Our hearts and souls suffer the same kind of exposure.  We are bombarded from the time we wake up in the morning until we fall asleep at night with germs of a different sort.  It begins as soon as we clear the fog from our minds and connect to the world around us.  Maybe we just want to check the weather on our phones or the television, but along with that come the ads, commercials, or commentary we did not need.  Of course, we can’t put the phones down without seeing if we have emails or opening our favorite social media platform to see if there are new notifications we need to address.  And so it begins.  Pressures from work, journalism that is no longer news but commentary, opinions, schedules, complaints, tragedy, divisiveness, and negativity have all flooded in before we have gotten up from the edge of the bed.  Even if we are smart enough not to start here, it catches up with us quickly enough to become the pattern of our entire day.

Those are the things we are exposed to from the world, but we also have our own sin tendency to deal with and Satan who will take advantage of every element to lure us that direction.  We have attitudes, biases, and selfishness raising their ugly heads at every opportunity, soiling our hearts and minds, and inviting us to thoughts and actions that are nothing like the life God has called us to.  A clean heart is not even remotely possible to maintain by our own effort.


But just like germs and sins, Jesus is everywhere.  In fact, He is far more present than either germs or sins.  He is deeper, higher, before, behind, above, beneath, without, and within us.  We need to deal with Him as actually present.  We acknowledge dirt or germs and wash our hands.  So let us acknowledge the soil of the world or the sin in our hearts and come to Him for cleansing.  When we wash our hands we move on to the next thing confident that our hands are clean.  In the same way, we need to come to Him confessing our sin and our need, receive the forgiveness He promises, and move on to the next thing knowing He has cleansed us by His blood.

The only condition is that we don’t hold back or try to hide our filth; we must confess all of it that we know and be willing to turn from it.  Will we get dirty again?  Yes.  But the quicker and more often we come for cleansing, the more our day will be lived in wholeness.

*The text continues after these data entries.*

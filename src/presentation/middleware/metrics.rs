//! Request Metrics
//!
//! Records count and latency of every request, labelled by route template so
//! ids don't blow up label cardinality.

use std::time::Instant;

use axum::{
    extract::{MatchedPath, Request},
    middleware::Next,
    response::Response,
};

use crate::infrastructure::metrics;

pub async fn track_metrics(request: Request, next: Next) -> Response {
    let start = Instant::now();
    let method = request.method().to_string();
    let path = request
        .extensions()
        .get::<MatchedPath>()
        .map(|p| p.as_str().to_string())
        .unwrap_or_else(|| "unmatched".to_string());

    let response = next.run(request).await;

    metrics::record_http_request(
        &method,
        &path,
        response.status().as_u16(),
        start.elapsed().as_secs_f64(),
    );
    response
}
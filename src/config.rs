//! Poller configuration.
//!
//! A [`Config`] carries the two tuning knobs the pollers read at
//! initialization time:
//!
//! - `maxsock` — hard cap on concurrently open descriptors,
//! - `maxpollevents` — upper bound on events accepted from one kernel wait.
//!
//! Both are plain positive integers; the configuration is copied into the
//! poller at [`init`](crate::poller::Poller::init) and never re-read.

/// Tuning knobs read at poller initialization.
///
/// # Examples
///
/// ```rust,ignore
/// let cfg = Config::new(4096, 200);
/// let mut registry = Registry::with_default_pollers();
/// let poller = registry.select(&cfg).expect("no working poller");
/// ```
#[derive(Clone, Copy, Debug)]
pub struct Config {
    /// Hard cap on concurrently open file descriptors. Sizes the fd
    /// table and the event buffer.
    pub maxsock: usize,

    /// Maximum number of readiness events accepted from a single
    /// kernel wait.
    pub maxpollevents: usize,
}

impl Config {
    /// Creates a configuration with explicit limits.
    ///
    /// # Panics
    ///
    /// Panics if either limit is zero.
    pub fn new(maxsock: usize, maxpollevents: usize) -> Self {
        assert!(maxsock > 0, "maxsock must be > 0");
        assert!(maxpollevents > 0, "maxpollevents must be > 0");

        Self {
            maxsock,
            maxpollevents,
        }
    }
}

impl Default for Config {
    /// Default limits: 1024 sockets, 200 events per kernel wait.
    fn default() -> Self {
        Self {
            maxsock: 1024,
            maxpollevents: 200,
        }
    }
}
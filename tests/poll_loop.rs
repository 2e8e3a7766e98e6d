use speculo::fd::EV_POLLED;
use speculo::time::{Tick, TICK_ETERNITY};
use speculo::{Backlog, Config, Direction, FdTab, IoCallback, IoEvents, Poller, SpecPoll};

use std::cell::RefCell;
use std::io::Write;
use std::os::fd::{IntoRawFd, RawFd};
use std::os::unix::net::UnixStream;
use std::rc::Rc;
use std::time::{Duration, Instant};

/// A tick that is always in the past, so the kernel wait never
/// blocks.
const EXPIRED: Tick = u32::MAX;

fn pair() -> (RawFd, UnixStream) {
    let (a, b) = UnixStream::pair().expect("socketpair failed");
    a.set_nonblocking(true).expect("nonblocking failed");
    (a.into_raw_fd(), b)
}

fn poller() -> SpecPoll {
    let mut p = SpecPoll::new();
    p.init(&Config::default()).expect("init failed");
    p
}

#[test]
fn polled_echo_round_trip() {
    let (a, mut peer) = pair();
    let mut tab = FdTab::new(1024);
    let mut p = poller();

    let log = Rc::new(RefCell::new(Vec::new()));
    let l = log.clone();
    let echo: IoCallback = Rc::new(move |tab: &mut FdTab, fd: RawFd| {
        l.borrow_mut().push(fd);

        let mut buf = [0u8; 256];
        let n = unsafe { libc::read(fd, buf.as_mut_ptr().cast(), buf.len()) };
        if n > 0 {
            unsafe { libc::write(fd, buf.as_ptr().cast(), n as usize) };
        }

        tab.set_polled(fd, Direction::Read);
    });

    tab.insert(a, Some(echo));
    tab.set_polled(a, Direction::Read);
    p.poll(&mut tab, EXPIRED, Backlog::default());
    assert!(log.borrow().is_empty(), "no data yet, no dispatch");

    peer.write_all(b"ping").expect("peer write failed");

    let waits = p.stats().wait_calls;
    p.poll(&mut tab, TICK_ETERNITY, Backlog::default());

    assert_eq!(*log.borrow(), vec![a]);
    assert_eq!(p.stats().wait_calls, waits + 1);
    assert_eq!(tab.state(a).status(Direction::Read), EV_POLLED);
    assert_eq!(tab.nb_spec(), 0);

    tab.delete(a);
}

#[test]
fn polled_fd_is_invoked_once_per_tick() {
    let (a, mut peer) = pair();
    let mut tab = FdTab::new(1024);
    let mut p = poller();

    // never consumes and never demotes: readiness persists
    let count = Rc::new(RefCell::new(0u32));
    let c = count.clone();
    let cb: IoCallback = Rc::new(move |_tab: &mut FdTab, _fd: RawFd| {
        *c.borrow_mut() += 1;
    });

    tab.insert(a, Some(cb));
    tab.set_polled(a, Direction::Read);
    peer.write_all(b"x").expect("peer write failed");

    p.poll(&mut tab, EXPIRED, Backlog::default());
    assert_eq!(*count.borrow(), 1);

    p.poll(&mut tab, EXPIRED, Backlog::default());
    assert_eq!(*count.borrow(), 2);

    tab.delete(a);
}

#[test]
fn stalled_writer_is_handed_back_to_the_kernel() {
    let (a, _peer) = pair();
    let mut tab = FdTab::new(1024);
    let mut p = poller();

    let count = Rc::new(RefCell::new(0u32));
    let c = count.clone();
    let cb: IoCallback = Rc::new(move |tab: &mut FdTab, fd: RawFd| {
        *c.borrow_mut() += 1;
        // pretend the write returned EAGAIN
        tab.set_polled(fd, Direction::Write);
    });

    tab.insert(a, Some(cb));
    tab.set_active(a, Direction::Write);

    // tick 1: driven speculatively, stalls
    p.poll(&mut tab, EXPIRED, Backlog::default());
    assert_eq!(*count.borrow(), 1);
    assert_eq!(p.stats().ctl_add, 0);

    // tick 2: the drain registers the fd with the kernel
    p.poll(&mut tab, EXPIRED, Backlog::default());
    assert_eq!(p.stats().ctl_add, 1);
    assert_eq!(tab.nb_spec(), 0);

    // the socket is writable, so the kernel path now drives it
    assert_eq!(*count.borrow(), 2);

    tab.delete(a);
}

#[test]
fn event_on_concurrently_closed_fd_is_skipped() {
    let (a, mut peer_a) = pair();
    let (b, mut peer_b) = pair();
    let mut tab = FdTab::new(1024);
    let mut p = poller();

    // each callback closes the other fd: whichever event the
    // kernel reports first leaves the second one orphaned
    let log = Rc::new(RefCell::new(Vec::new()));

    let l = log.clone();
    let kill_b: IoCallback = Rc::new(move |tab: &mut FdTab, fd: RawFd| {
        l.borrow_mut().push(fd);
        if tab.is_owned(b) {
            tab.delete(b);
        }
    });
    let l = log.clone();
    let kill_a: IoCallback = Rc::new(move |tab: &mut FdTab, fd: RawFd| {
        l.borrow_mut().push(fd);
        if tab.is_owned(a) {
            tab.delete(a);
        }
    });

    tab.insert(a, Some(kill_b));
    tab.insert(b, Some(kill_a));
    tab.set_polled(a, Direction::Read);
    tab.set_polled(b, Direction::Read);
    p.poll(&mut tab, EXPIRED, Backlog::default());

    peer_a.write_all(b"x").expect("peer write failed");
    peer_b.write_all(b"x").expect("peer write failed");
    p.poll(&mut tab, EXPIRED, Backlog::default());

    assert_eq!(log.borrow().len(), 1, "second event must be skipped");

    let survivor = log.borrow()[0];
    assert!(tab.is_owned(survivor));
    tab.delete(survivor);
}

#[test]
fn spec_list_swap_removal_keeps_every_entry_visited() {
    let (x, _px) = pair();
    let (y, _py) = pair();
    let (z, _pz) = pair();
    let mut tab = FdTab::new(1024);
    let mut p = poller();

    let log = Rc::new(RefCell::new(Vec::new()));

    let l = log.clone();
    let close_self: IoCallback = Rc::new(move |tab: &mut FdTab, fd: RawFd| {
        l.borrow_mut().push(fd);
        tab.delete(fd);
    });
    let l = log.clone();
    let record: IoCallback = Rc::new(move |_tab: &mut FdTab, fd: RawFd| {
        l.borrow_mut().push(fd);
    });

    tab.insert(x, Some(close_self));
    tab.insert(y, Some(record.clone()));
    tab.insert(z, Some(record));

    // enqueue order fixes the spec-list order to [x, y, z]
    tab.set_active(x, Direction::Read);
    tab.set_active(y, Direction::Read);
    tab.set_active(z, Direction::Read);

    p.poll(&mut tab, EXPIRED, Backlog::default());

    // x removes itself, z is swapped into its slot and must be
    // re-examined before the iteration moves on to y
    assert_eq!(*log.borrow(), vec![x, z, y]);
    assert_eq!(tab.nb_spec(), 2);

    tab.delete(y);
    tab.delete(z);
}

#[test]
fn nonempty_spec_list_keeps_the_wait_at_zero() {
    let (a, _peer) = pair();
    let mut tab = FdTab::new(1024);
    let mut p = poller();

    tab.insert(a, None);
    tab.set_active(a, Direction::Read);
    p.poll(&mut tab, EXPIRED, Backlog::default());
    assert!(tab.in_spec_list(a));

    // a deadline-free tick would block for MAX_DELAY_MS if the
    // spec list were ignored
    let start = Instant::now();
    p.poll(&mut tab, TICK_ETERNITY, Backlog::default());
    assert!(start.elapsed() < Duration::from_secs(5));

    tab.delete(a);
}

#[test]
fn pending_backlog_keeps_the_wait_at_zero() {
    let (a, _peer) = pair();
    let mut tab = FdTab::new(1024);
    let mut p = poller();

    tab.insert(a, None);
    tab.set_polled(a, Direction::Read);
    p.poll(&mut tab, EXPIRED, Backlog::default());

    let backlog = Backlog {
        run_queue: true,
        signal_queue: false,
    };

    let start = Instant::now();
    p.poll(&mut tab, TICK_ETERNITY, backlog);
    assert!(start.elapsed() < Duration::from_secs(5));

    tab.delete(a);
}

#[test]
fn sticky_bits_survive_the_tick_reset() {
    let (a, _peer) = pair();
    let mut tab = FdTab::new(1024);
    let mut p = poller();

    let seen = Rc::new(RefCell::new(IoEvents::empty()));
    let s = seen.clone();
    let cb: IoCallback = Rc::new(move |tab: &mut FdTab, fd: RawFd| {
        *s.borrow_mut() = tab.ev(fd);
        tab.clear(fd, Direction::Read);
    });

    tab.insert(a, Some(cb));
    tab.set_active(a, Direction::Read);
    // a deferred error pinned on by external code
    tab.add_ev(a, IoEvents::ERR);

    p.poll(&mut tab, EXPIRED, Backlog::default());
    p.poll(&mut tab, EXPIRED, Backlog::default());

    assert_eq!(*seen.borrow(), IoEvents::IN | IoEvents::ERR);

    tab.delete(a);
}

#[test]
fn deadline_bounds_the_wait() {
    let (a, _peer) = pair();
    let mut tab = FdTab::new(1024);
    let mut p = poller();

    tab.insert(a, None);
    tab.set_polled(a, Direction::Read);
    p.poll(&mut tab, EXPIRED, Backlog::default());

    let exp = p.now_ms().wrapping_add(50);
    let start = Instant::now();
    p.poll(&mut tab, exp, Backlog::default());

    let elapsed = start.elapsed();
    assert!(elapsed >= Duration::from_millis(30), "returned too early");
    assert!(elapsed < Duration::from_secs(5), "missed the deadline");

    tab.delete(a);
}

Imagine how much different our lives will be if we come to Him and let Him set us right as often as we wash our hands.  How different will our relationships be if we ask Him to purify our attitudes before we touch the heart of a spouse, child, sibling, parent, coworker, teacher, clerk, or waiter because they are precious in His eyes?  What if we ask Him to change our hearts and enable us to love the difficult people in our lives the way He does?  What if we become willing to be cleansed from the filth of self-advancement and live lives of sacrifice that honor others?  What if we stop looking out for ourselves and seek to make sure others come first?

He calls us to holiness.  That means as soon as we realize we have sinned or need cleansing we confess it, then ask and receive the forgiveness and cleansing His blood provided at Calvary.  Only He can create a clean heart.  David said, “Be Thou to me a rock of habitation, to which I may continually come.”  Come now.  Come often.  Come continually.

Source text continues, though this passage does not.